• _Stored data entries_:
● ● ●
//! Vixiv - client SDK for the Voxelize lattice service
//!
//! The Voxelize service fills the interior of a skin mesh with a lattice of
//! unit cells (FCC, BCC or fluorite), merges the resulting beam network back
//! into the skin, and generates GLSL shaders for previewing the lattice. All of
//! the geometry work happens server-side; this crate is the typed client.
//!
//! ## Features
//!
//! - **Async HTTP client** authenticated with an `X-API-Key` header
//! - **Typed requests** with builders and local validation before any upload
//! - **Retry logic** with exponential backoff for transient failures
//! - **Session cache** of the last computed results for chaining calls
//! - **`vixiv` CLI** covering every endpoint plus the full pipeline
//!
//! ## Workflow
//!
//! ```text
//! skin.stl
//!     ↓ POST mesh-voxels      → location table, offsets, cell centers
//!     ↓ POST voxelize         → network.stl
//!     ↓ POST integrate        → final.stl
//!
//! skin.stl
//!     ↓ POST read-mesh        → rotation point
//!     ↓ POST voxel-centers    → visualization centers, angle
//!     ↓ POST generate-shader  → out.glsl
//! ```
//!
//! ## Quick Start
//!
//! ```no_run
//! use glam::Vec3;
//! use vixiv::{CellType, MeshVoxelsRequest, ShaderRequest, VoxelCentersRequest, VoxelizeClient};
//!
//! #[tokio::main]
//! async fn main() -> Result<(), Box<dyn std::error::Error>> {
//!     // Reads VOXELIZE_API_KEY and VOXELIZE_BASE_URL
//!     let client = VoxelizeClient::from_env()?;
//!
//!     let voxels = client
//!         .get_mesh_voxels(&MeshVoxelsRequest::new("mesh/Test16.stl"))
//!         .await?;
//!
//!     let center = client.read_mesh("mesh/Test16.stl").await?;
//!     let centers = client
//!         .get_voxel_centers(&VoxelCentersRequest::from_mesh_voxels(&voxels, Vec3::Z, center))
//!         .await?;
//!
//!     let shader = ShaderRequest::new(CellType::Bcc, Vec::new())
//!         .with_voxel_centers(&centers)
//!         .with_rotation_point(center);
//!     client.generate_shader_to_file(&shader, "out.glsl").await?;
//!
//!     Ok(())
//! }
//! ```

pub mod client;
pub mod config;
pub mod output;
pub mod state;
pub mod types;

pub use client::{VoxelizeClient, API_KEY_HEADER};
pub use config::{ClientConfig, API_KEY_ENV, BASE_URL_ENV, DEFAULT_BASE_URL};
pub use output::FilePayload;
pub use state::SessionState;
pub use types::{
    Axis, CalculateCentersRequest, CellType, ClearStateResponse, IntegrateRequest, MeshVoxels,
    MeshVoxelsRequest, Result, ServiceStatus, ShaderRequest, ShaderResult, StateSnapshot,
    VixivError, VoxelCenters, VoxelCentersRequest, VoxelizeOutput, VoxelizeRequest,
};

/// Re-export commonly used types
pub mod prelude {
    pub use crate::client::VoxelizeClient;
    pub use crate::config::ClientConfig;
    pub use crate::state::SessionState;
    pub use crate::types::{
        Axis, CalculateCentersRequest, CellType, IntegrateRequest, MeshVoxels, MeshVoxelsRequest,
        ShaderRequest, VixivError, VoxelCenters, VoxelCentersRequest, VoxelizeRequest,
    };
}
● ● ●
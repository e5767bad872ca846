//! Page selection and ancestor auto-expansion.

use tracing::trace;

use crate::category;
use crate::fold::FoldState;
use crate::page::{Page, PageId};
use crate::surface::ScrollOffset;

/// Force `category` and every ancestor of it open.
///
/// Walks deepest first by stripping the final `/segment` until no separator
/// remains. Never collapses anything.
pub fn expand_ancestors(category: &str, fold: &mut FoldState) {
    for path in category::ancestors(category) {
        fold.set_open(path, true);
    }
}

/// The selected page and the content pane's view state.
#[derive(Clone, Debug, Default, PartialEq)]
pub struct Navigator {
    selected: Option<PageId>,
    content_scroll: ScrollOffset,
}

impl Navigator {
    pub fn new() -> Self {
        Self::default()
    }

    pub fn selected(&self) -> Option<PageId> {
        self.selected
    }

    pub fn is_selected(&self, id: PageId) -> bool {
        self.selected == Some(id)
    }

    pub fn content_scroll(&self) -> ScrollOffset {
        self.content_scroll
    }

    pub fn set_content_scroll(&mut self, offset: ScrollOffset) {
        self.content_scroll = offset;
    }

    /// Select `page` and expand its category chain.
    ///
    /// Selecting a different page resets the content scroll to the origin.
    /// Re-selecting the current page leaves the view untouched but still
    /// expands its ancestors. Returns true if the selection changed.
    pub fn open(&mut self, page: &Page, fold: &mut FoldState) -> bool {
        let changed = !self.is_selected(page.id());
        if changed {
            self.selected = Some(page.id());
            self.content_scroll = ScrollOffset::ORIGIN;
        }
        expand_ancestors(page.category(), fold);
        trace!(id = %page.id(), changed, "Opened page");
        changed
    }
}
● ● ●
• _TASK GOAL_: Extract exactly and only the lines above from the line containing "Voxelize lattice service" through the line containing "lattice. All of", both end lines included.

• _RESPONSE BOX_:
//! Vixiv - client SDK for the Voxelize lattice service
//!
//! The Voxelize service fills the interior of a skin mesh with a lattice of
//! unit cells (FCC, BCC or fluorite), merges the resulting beam network back
//! into the skin, and generates GLSL shaders for previewing the lattice. All of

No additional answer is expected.